Sus pies descalzos sentían la arena colarse entre sus dedos y su respiración se calmaba al llegar a la orilla.

A sus espaldas: un acantilado, el faro y la casa del farero.

Unas gaviotas revoloteaban sobre su cabeza y la fría brisa salada le obligaba a enfundarse una sudadera.

El reloj de su muñeca, ese diminuto que algún día perteneció a su abuela, mostraba las nueve en punto de la tarde, y el sol comenzaba a ocultarse en el horizonte.

Un último suspiro y volvió sus pasos a las tablas de madera por las que había venido.

Subió el acantilado descalza, sintiendo ahora la hierba entre sus pies.

En un momento dado se detuvo a observar el firmamento y una leve sonrisa se instauró en su cara segundos después.

La luna menguante era tan fina como un hilo y las estrellas comenzaban a aparecer despidiendo al sol.

Llegó a su casa minutos después y tras dejar los zapatos en la entrada para no ensuciar nada, subió a su habitación a cambiarse de ropa.

Bajó momentos después y su madre la recibió con una sonrisa.

- Siéntate a la mesa, la cena está casi lista - le informó.

La chica sonrió y se acomodó su ondulado y largo cabello tras la oreja.

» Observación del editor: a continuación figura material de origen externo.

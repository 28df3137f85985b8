//! Display and trait implementations for Error
//!
//! `{}` renders the message chain (`"c: b: a"`), skipping empty messages.
//! `{:#}` additionally renders each node's key/values right after its
//! message (`"c: b(k=v): a"`). Joined branches render as `[x; y]`.

use super::types::{Error, Link};
use std::fmt;

impl fmt::Display for Error {
    fn fmt(&self, f: &mut fmt::Formatter<'_>) -> fmt::Result {
        f.write_str(&render(self, f.alternate()))
    }
}

impl std::error::Error for Error {
    fn source(&self) -> Option<&(dyn std::error::Error + 'static)> {
        match &self.inner.link {
            Link::Wrapped(inner) => Some(inner as &(dyn std::error::Error + 'static)),
            Link::Joined(_) => None,
            Link::Leaf => self
                .inner
                .original
                .as_ref()
                .map(|e| e.as_ref() as &(dyn std::error::Error + 'static)),
        }
    }
}

fn render(err: &Error, detailed: bool) -> String {
    let own = own_segment(err, detailed);
    let rest = match err.link() {
        Link::Leaf => String::new(),
        Link::Wrapped(inner) => render(inner, detailed),
        Link::Joined(branches) => {
            let parts: Vec<String> = branches
                .iter()
                .map(|b| render(b, detailed))
                .filter(|s| !s.is_empty())
                .collect();
            match parts.len() {
                0 => String::new(),
                1 => parts.concat(),
                _ => format!("[{}]", parts.join("; ")),
            }
        }
    };

    match (own.is_empty(), rest.is_empty()) {
        (true, _) => rest,
        (false, true) => own,
        (false, false) => format!("{own}: {rest}"),
    }
}

fn own_segment(err: &Error, detailed: bool) -> String {
    if !detailed || err.key_values().is_empty() {
        return err.message().to_string();
    }
    let pairs: Vec<String> = err
        .key_values()
        .iter()
        .map(|(k, v)| format!("{k}={v}"))
        .collect();
    format!("{}({})", err.message(), pairs.join(", "))
}
//! Client and server interceptors
//!
//! Both sides wrap the transport's own call machinery: the client packs the
//! context's key/values into metadata and converts whatever comes back, the
//! server unpacks them into a [`Context`] for the handler and turns a failed
//! handler into a [`Status`].

use crate::bridge::{from_transport_with, to_status, BoxError};
use crate::config::BridgeConfig;
use crate::context::Context;
use crate::metadata::{decode_key_values, encode_key_values, Metadata};
use crate::status::Status;
use crate::stream::{ClientStream, RawStream, ServerStream};
use errtrail::{with_key_values, Error};
use std::future::Future;
use std::time::Instant;
use tracing::debug;

/// A request as handed to the transport
#[derive(Debug, Clone)]
pub struct Request<T> {
    /// Out-of-band metadata
    pub metadata: Metadata,
    /// Deadline the transport should enforce
    pub deadline: Option<Instant>,
    /// The request message
    pub message: T,
}

impl<T> Request<T> {
    /// Create a request with no metadata and no deadline
    #[must_use]
    pub fn new(message: T) -> Self {
        Self {
            metadata: Metadata::new(),
            deadline: None,
            message,
        }
    }
}

/// Interceptor for the calling side
#[derive(Debug, Clone, Default)]
pub struct ClientInterceptor {
    config: BridgeConfig,
}

impl ClientInterceptor {
    /// Create an interceptor with the given configuration
    #[must_use]
    pub fn new(config: BridgeConfig) -> Self {
        Self { config }
    }

    /// The active configuration
    #[must_use]
    pub fn config(&self) -> &BridgeConfig {
        &self.config
    }

    /// Build the outgoing request for `ctx`
    #[must_use]
    pub fn outgoing<T>(&self, ctx: &Context, message: T) -> Request<T> {
        let mut request = Request::new(message);
        encode_key_values(
            &mut request.metadata,
            &self.config.metadata_prefix,
            ctx.key_values(),
        );
        request.deadline = ctx.deadline();
        request
    }

    /// Run a single call through the transport
    ///
    /// # Errors
    ///
    /// Returns the transport's failure converted into an [`Error`].
    pub async fn unary<T, R, F, Fut>(&self, ctx: &Context, message: T, call: F) -> Result<R, Error>
    where
        F: FnOnce(Request<T>) -> Fut,
        Fut: Future<Output = Result<R, BoxError>>,
    {
        let request = self.outgoing(ctx, message);
        call(request).await.map_err(|e| {
            let err = from_transport_with(e, &self.config);
            debug!(error = %err, "unary call failed");
            err
        })
    }

    /// Open a streaming call through the transport
    ///
    /// # Errors
    ///
    /// Returns the transport's failure to open the stream converted into an
    /// [`Error`].
    pub async fn stream<S, F, Fut>(&self, ctx: &Context, open: F) -> Result<ClientStream<S>, Error>
    where
        S: RawStream,
        F: FnOnce(Request<()>) -> Fut,
        Fut: Future<Output = Result<S, BoxError>>,
    {
        let request = self.outgoing(ctx, ());
        match open(request).await {
            Ok(raw) => Ok(ClientStream::new(raw, self.config.clone())),
            Err(e) => Err(from_transport_with(e, &self.config)),
        }
    }
}

/// Interceptor for the serving side
#[derive(Debug, Clone, Default)]
pub struct ServerInterceptor {
    config: BridgeConfig,
}

impl ServerInterceptor {
    /// Create an interceptor with the given configuration
    #[must_use]
    pub fn new(config: BridgeConfig) -> Self {
        Self { config }
    }

    /// The active configuration
    #[must_use]
    pub fn config(&self) -> &BridgeConfig {
        &self.config
    }

    /// Unpack an incoming request into the handler's context and message
    #[must_use]
    pub fn incoming<T>(&self, request: Request<T>) -> (Context, T) {
        let mut ctx = Context::new();
        for (key, value) in decode_key_values(&request.metadata, &self.config.metadata_prefix) {
            ctx = ctx.with_key_value(key, value);
        }
        if let Some(deadline) = request.deadline {
            ctx = ctx.with_deadline(deadline);
        }
        (ctx, request.message)
    }

    /// Convert a handler's error into the status sent back
    ///
    /// With echoing enabled the context's key/values are attached first; that
    /// node also captures a trace if the handler's error has none.
    #[must_use]
    pub fn outgoing_error(&self, ctx: &Context, err: Error) -> Status {
        let err = if self.config.echo_key_values && !ctx.key_values().is_empty() {
            err.wrap("", &[with_key_values(ctx.key_values().iter().cloned())])
        } else {
            err
        };
        debug!(error = %err, "handler failed");
        to_status(&err)
    }

    /// Serve a single call
    ///
    /// # Errors
    ///
    /// Returns the status for the handler's error.
    pub async fn unary<T, R, F, Fut>(&self, request: Request<T>, handler: F) -> Result<R, Status>
    where
        F: FnOnce(Context, T) -> Fut,
        Fut: Future<Output = Result<R, Error>>,
    {
        let (ctx, message) = self.incoming(request);
        match handler(ctx.clone(), message).await {
            Ok(response) => Ok(response),
            Err(err) => Err(self.outgoing_error(&ctx, err)),
        }
    }

    /// Serve a streaming call
    ///
    /// # Errors
    ///
    /// Returns the status for the handler's error, which the transport
    /// sends as the stream's terminal condition.
    pub async fn stream<S, F, Fut>(
        &self,
        request: Request<()>,
        raw: S,
        handler: F,
    ) -> Result<(), Status>
    where
        S: RawStream,
        F: FnOnce(ServerStream<S>) -> Fut,
        Fut: Future<Output = Result<(), Error>>,
    {
        let (ctx, ()) = self.incoming(request);
        let stream = ServerStream::new(raw, self.config.clone(), ctx.clone());
        match handler(stream).await {
            Ok(()) => Ok(()),
            Err(err) => Err(self.outgoing_error(&ctx, err)),
        }
    }
}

Era indudablemente preciosa.

Su fino rostro resaltaba sus intensos ojos que a nadie le pasaban desapercibidos.
Su cabello era sano, largo, castaño y ondulado.
Su piel se tornaba más intensa en esta época veraniega y sus mejillas se sonrojaban detallando sus innumerables lunares.

Poco tardó su progenitora en llevar hasta la mesa una cazuela con la cena.

Y en aquel instante se vio con fuerzas para advertir a su madre de aquello que llevaba planeando desde meses atrás.

- Me voy, mamá - soltó sin añadir más.

A la mujer se le escurrieron los cubiertos de la mano ante la sorpresa de la dicha y su cara tornó a un color pálido.

- ¿Qué estás diciendo? - preguntó con cierto miedo.

- Que me voy - repitió la chica -. Me marcho de casa, lejos además.

Juraría que los ojos de su madre se aguaron con aquellas palabras.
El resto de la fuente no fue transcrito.